G-Test (Likelihood Ratio Test)

The G-test is an alternative to the chi-square test based on the likelihood ratio. It has better theoretical properties and is preferred by some statisticians:

\[G = 2 \sum O_i \ln\left(\frac{O_i}{E_i}\right)\]

Code
# G-test for the treatment data
# Using observed and expected from chi-square
test_result <- chisq.test(treatment_data)
observed_counts <- as.vector(treatment_data)
expected_counts <- as.vector(test_result$expected)

G <- 2 * sum(observed_counts * log(observed_counts / expected_counts))
p_value <- 1 - pchisq(G, df = 1)

cat("G statistic:", round(G, 3), "\n")
G statistic: 8.563 
Code
cat("p-value:", round(p_value, 4), "\n")
p-value: 0.0034 

Odds Ratios

For 2×2 tables, the odds ratio quantifies the strength of association between two binary variables:

\[OR = \frac{a/b}{c/d} = \frac{ad}{bc}\]

where the table is:

Outcome+ Outcome-
Exposure+ a b
Exposure- c d

An odds ratio of 1 indicates no association.
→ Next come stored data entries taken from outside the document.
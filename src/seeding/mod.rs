// ABOUTME: Seeding framework: the Seeder trait, shared run context and step catalogue
// ABOUTME: Each seeder declares the tables it requires and provides so plans can order them
//
// SPDX-License-Identifier: MIT OR Apache-2.0
// Copyright (c) 2025 Pierre Fitness Intelligence

//! # Seeding
//!
//! Every seeder implements [`Seeder`]. A seeder names the tables it reads
//! ([`Seeder::requires`]) and the tables it writes ([`Seeder::provides`]); the
//! [`SeedPlan`] turns those declarations into an execution order and checks that
//! every required table holds rows before a step runs.
//!
//! ## Steps
//!
//! - **Reference data**: content types, achievements, promos, BAC sessions and years
//! - **Taxonomy**: academic structure, subject coefficients, planner curriculum
//! - **Fixtures**: BAC papers, sample content, quizzes, analytics users, paid courses
//!   and the curated chapters and quizzes with simulated attempts
//!
//! Randomized steps draw from [`SeedContext::rng`], a seedable `ChaCha8` source, so
//! a run with a fixed seed produces the same shapes every time.

use std::fmt;
use std::str::FromStr;

use async_trait::async_trait;
use chrono::{DateTime, Utc};
use rand::SeedableRng;
use rand_chacha::ChaCha8Rng;
use serde::{Deserialize, Serialize};

use crate::config::SeedConfig;
use crate::constants::fixtures;
use crate::database::{Database, Table};
use crate::errors::{AppError, AppResult};

/// Seeder registry and selection helpers
pub mod catalogue;
/// Subject/stream coefficient resolution
pub mod coefficients;
/// Dependency-ordered execution
pub mod plan;
/// Sample title, question and name pools
pub mod pools;
/// Random selection helpers
pub mod random;
/// Parent-first tree builder
pub mod taxonomy;

mod academic;
mod analytics;
mod bac;
mod commerce;
mod content;
mod curated;
mod curriculum;
mod quizzes;
mod reference;

pub use academic::{AcademicStructureSeeder, SubjectCoefficientsSeeder};
pub use analytics::FakeAnalyticsSeeder;
pub use bac::BacSubjectsSeeder;
pub use commerce::PaidCoursesSeeder;
pub use content::FakeContentSeeder;
pub use curated::{CuratedContentSeeder, CuratedQuizzesSeeder};
pub use curriculum::CurriculumSeeder;
pub use plan::{RunSummary, SeedPlan, StepReport};
pub use quizzes::FakeQuizzesSeeder;
pub use reference::{AchievementsSeeder, BacSessionsSeeder, ContentTypesSeeder, PromosSeeder};

/// Identifier of a seeding step, used on the command line and in logs
#[derive(Debug, Clone, Copy, PartialEq, Eq, Hash, PartialOrd, Ord, Serialize, Deserialize)]
#[serde(rename_all = "kebab-case")]
pub enum SeedStep {
    /// Phases, years, streams and subjects
    AcademicStructure,
    /// Stream coefficient overrides
    SubjectCoefficients,
    /// Content type lookup rows
    ContentTypes,
    /// Global BAC session and exam years
    BacSessions,
    /// Achievement definitions
    Achievements,
    /// Home page slides
    Promos,
    /// Planner curriculum trees
    Curriculum,
    /// Archived exam papers
    BacSubjects,
    /// Sample chapters and content items
    FakeContent,
    /// Hand-written chapters of the quiz stream
    CuratedContent,
    /// Sample quizzes
    FakeQuizzes,
    /// Hand-written quizzes with simulated attempts
    CuratedQuizzes,
    /// Synthetic users with statistics
    FakeAnalytics,
    /// Courses, packages, codes and subscriptions
    PaidCourses,
}

impl SeedStep {
    /// Every step, in catalogue order
    pub const ALL: [Self; 14] = [
        Self::AcademicStructure,
        Self::SubjectCoefficients,
        Self::ContentTypes,
        Self::BacSessions,
        Self::Achievements,
        Self::Promos,
        Self::Curriculum,
        Self::BacSubjects,
        Self::FakeContent,
        Self::CuratedContent,
        Self::FakeQuizzes,
        Self::CuratedQuizzes,
        Self::FakeAnalytics,
        Self::PaidCourses,
    ];

    /// Command-line name
    #[must_use]
    pub const fn as_str(&self) -> &'static str {
        match self {
            Self::AcademicStructure => "academic-structure",
            Self::SubjectCoefficients => "subject-coefficients",
            Self::ContentTypes => "content-types",
            Self::BacSessions => "bac-sessions",
            Self::Achievements => "achievements",
            Self::Promos => "promos",
            Self::Curriculum => "curriculum",
            Self::BacSubjects => "bac-subjects",
            Self::FakeContent => "fake-content",
            Self::CuratedContent => "curated-content",
            Self::FakeQuizzes => "fake-quizzes",
            Self::CuratedQuizzes => "curated-quizzes",
            Self::FakeAnalytics => "fake-analytics",
            Self::PaidCourses => "paid-courses",
        }
    }

    /// Fixture generators append sample data and are left out of `seed all` by default
    #[must_use]
    pub const fn is_fixture(&self) -> bool {
        matches!(
            self,
            Self::Curriculum
                | Self::BacSubjects
                | Self::FakeContent
                | Self::CuratedContent
                | Self::FakeQuizzes
                | Self::CuratedQuizzes
                | Self::FakeAnalytics
                | Self::PaidCourses
        )
    }
}

impl fmt::Display for SeedStep {
    fn fmt(&self, f: &mut fmt::Formatter<'_>) -> fmt::Result {
        f.write_str(self.as_str())
    }
}

impl FromStr for SeedStep {
    type Err = AppError;

    fn from_str(s: &str) -> Result<Self, Self::Err> {
        Self::ALL
            .into_iter()
            .find(|step| step.as_str() == s)
            .ok_or_else(|| AppError::invalid_input(format!("unknown seeding step '{s}'")))
    }
}

/// Result of running one seeder
#[derive(Debug, Clone, PartialEq, Eq, Serialize, Deserialize)]
#[serde(tag = "status", rename_all = "snake_case")]
pub enum SeedOutcome {
    /// The step wrote its rows
    Completed {
        /// Rows inserted or updated
        rows: u64,
    },
    /// The step did nothing because an upstream anchor is missing
    Skipped {
        /// Human-readable reason
        reason: String,
    },
}

impl SeedOutcome {
    /// Completed outcome
    #[must_use]
    pub const fn completed(rows: u64) -> Self {
        Self::Completed { rows }
    }

    /// Skipped outcome
    pub fn skipped(reason: impl Into<String>) -> Self {
        Self::Skipped {
            reason: reason.into(),
        }
    }

    /// Rows written, zero when skipped
    #[must_use]
    pub const fn rows(&self) -> u64 {
        match self {
            Self::Completed { rows } => *rows,
            Self::Skipped { .. } => 0,
        }
    }

    /// Whether the step ran
    #[must_use]
    pub const fn is_completed(&self) -> bool {
        matches!(self, Self::Completed { .. })
    }
}

/// Shared state handed to every seeder of a run
pub struct SeedContext<'a> {
    /// Target database
    pub db: &'a Database,
    /// Run settings
    pub config: &'a SeedConfig,
    /// Seedable random source
    pub rng: ChaCha8Rng,
    /// Clock reading taken once per run
    pub now: DateTime<Utc>,
    password_hash: Option<String>,
}

impl<'a> SeedContext<'a> {
    /// Context seeded from the configuration, reading the clock once
    #[must_use]
    pub fn new(db: &'a Database, config: &'a SeedConfig) -> Self {
        let rng = ChaCha8Rng::seed_from_u64(config.effective_seed());
        Self::with_rng(db, config, rng, Utc::now())
    }

    /// Context with an explicit random source and clock
    #[must_use]
    pub const fn with_rng(
        db: &'a Database,
        config: &'a SeedConfig,
        rng: ChaCha8Rng,
        now: DateTime<Utc>,
    ) -> Self {
        Self {
            db,
            config,
            rng,
            now,
            password_hash: None,
        }
    }

    /// Bcrypt hash of the shared fixture password, computed once per run
    ///
    /// # Errors
    ///
    /// Returns an error if hashing fails
    pub fn fixture_password_hash(&mut self) -> AppResult<String> {
        if let Some(hash) = &self.password_hash {
            return Ok(hash.clone());
        }
        let hash = bcrypt::hash(fixtures::PASSWORD, self.config.password_cost)
            .map_err(|e| AppError::internal(format!("Failed to hash fixture password: {e}")))?;
        self.password_hash = Some(hash.clone());
        Ok(hash)
    }
}

/// A unit of seeding work
#[async_trait]
pub trait Seeder: Send + Sync {
    /// Step identifier
    fn step(&self) -> SeedStep;

    /// Tables that must hold rows before the step runs
    fn requires(&self) -> &'static [Table];

    /// Tables the step writes
    fn provides(&self) -> &'static [Table];

    /// Write the step's rows
    ///
    /// Missing upstream anchors are reported as [`SeedOutcome::Skipped`]; only
    /// database failures and malformed data are errors.
    async fn run(&self, ctx: &mut SeedContext<'_>) -> AppResult<SeedOutcome>;
}

#[cfg(test)]
mod tests {
    use super::*;

    #[test]
    fn test_step_names_round_trip_through_from_str() {
        for step in SeedStep::ALL {
            assert_eq!(step.as_str().parse::<SeedStep>().ok(), Some(step));
        }
        assert!("seed-everything".parse::<SeedStep>().is_err());
    }

    #[test]
    fn test_core_steps_are_not_fixtures() {
        let core: Vec<_> = SeedStep::ALL.iter().filter(|s| !s.is_fixture()).collect();
        assert_eq!(core.len(), 6);
        assert!(SeedStep::PaidCourses.is_fixture());
    }
}
// ABOUTME: Archived BAC exam papers with the chapters each paper covers
// ABOUTME: Papers are appended per (year, session) for random BAC-year subjects
//
// SPDX-License-Identifier: MIT OR Apache-2.0
// Copyright (c) 2025 Pierre Fitness Intelligence

use async_trait::async_trait;
use tracing::{debug, info};

use super::pools::BAC_CHAPTER_TITLES;
use super::random::{between, percent, pick, pick_distinct};
use super::{SeedContext, SeedOutcome, SeedStep, Seeder};
use crate::database::Table;
use crate::errors::AppResult;
use crate::models::NewBacSubject;

const EXAM_DURATIONS: [u32; 3] = [120, 180, 240];

/// Sample exam papers for every archived year and session
pub struct BacSubjectsSeeder;

#[async_trait]
impl Seeder for BacSubjectsSeeder {
    fn step(&self) -> SeedStep {
        SeedStep::BacSubjects
    }

    fn requires(&self) -> &'static [Table] {
        &[
            Table::BacYears,
            Table::BacSessions,
            Table::Subjects,
            Table::AcademicStreams,
        ]
    }

    fn provides(&self) -> &'static [Table] {
        &[Table::BacSubjects, Table::BacSubjectChapters]
    }

    async fn run(&self, ctx: &mut SeedContext<'_>) -> AppResult<SeedOutcome> {
        let db = ctx.db;
        let Some(bac_year) = db.find_bac_year().await? else {
            return Ok(SeedOutcome::skipped("BAC academic year not found"));
        };
        let subjects: Vec<_> = db
            .list_subjects_for_year(bac_year.id, None)
            .await?
            .into_iter()
            .filter(|s| s.academic_stream_id.is_some())
            .collect();
        if subjects.is_empty() {
            return Ok(SeedOutcome::skipped("no stream subjects in the BAC year"));
        }

        let years = db.list_bac_years().await?;
        let sessions = db.list_bac_sessions().await?;
        let rng = &mut ctx.rng;
        let (mut papers, mut chapters) = (0_u64, 0_u64);

        for year in &years {
            for session in &sessions {
                for _ in 0..between(rng, 3, 5) {
                    let subject = pick(rng, &subjects)?;
                    let Some(stream_id) = subject.academic_stream_id else {
                        continue;
                    };
                    let correction_file_path = percent(rng, 70).then(|| {
                        format!(
                            "bac/corrections/{}/{}/{}_correction.pdf",
                            year.year, session.slug, subject.slug
                        )
                    });
                    let paper = NewBacSubject {
                        bac_year_id: year.id,
                        bac_session_id: session.id,
                        subject_id: subject.id,
                        academic_stream_id: stream_id,
                        title_ar: format!(
                            "امتحان {} - {} - {}",
                            subject.name_ar, year.year, session.name_ar
                        ),
                        file_path: format!(
                            "bac/subjects/{}/{}/{}.pdf",
                            year.year, session.slug, subject.slug
                        ),
                        correction_file_path,
                        duration_minutes: *pick(rng, &EXAM_DURATIONS)?,
                        views_count: between(rng, 50, 1000),
                        downloads_count: between(rng, 20, 500),
                    };
                    let paper_id = db.insert_bac_subject(&paper).await?;
                    papers += 1;

                    let count = between(rng, 2, 4) as usize;
                    for (index, title) in pick_distinct(rng, &BAC_CHAPTER_TITLES, count)
                        .into_iter()
                        .enumerate()
                    {
                        db.insert_bac_subject_chapter(paper_id, title, index as i64 + 1)
                            .await?;
                        chapters += 1;
                    }
                    debug!(paper_id, title = %paper.title_ar, "Inserted BAC paper");
                }
            }
        }

        info!(papers, chapters, "BAC papers seeded");
        Ok(SeedOutcome::completed(papers + chapters))
    }
}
OR > 1 indicates positive association; OR < 1 indicates negative association.

Code
# Calculate odds ratio for treatment data
a <- treatment_data[1, 1]  # Male, Success
b <- treatment_data[1, 2]  # Male, Failure
c <- treatment_data[2, 1]  # Female, Success
d <- treatment_data[2, 2]  # Female, Failure

odds_ratio <- (a * d) / (b * c)
cat("Odds ratio:", round(odds_ratio, 3), "\n")
Odds ratio: 0.351 
Code
# Using fisher.test to get OR with confidence interval
fisher.test(treatment_data)

    Fisher's Exact Test for Count Data

data:  treatment_data
p-value = 0.005273
alternative hypothesis: true odds ratio is not equal to 1
95 percent confidence interval:
 0.1579843 0.7609357
sample estimates:
odds ratio 
 0.3531441 

An odds ratio of 0.35 indicates that males have lower odds of success compared to females in this example.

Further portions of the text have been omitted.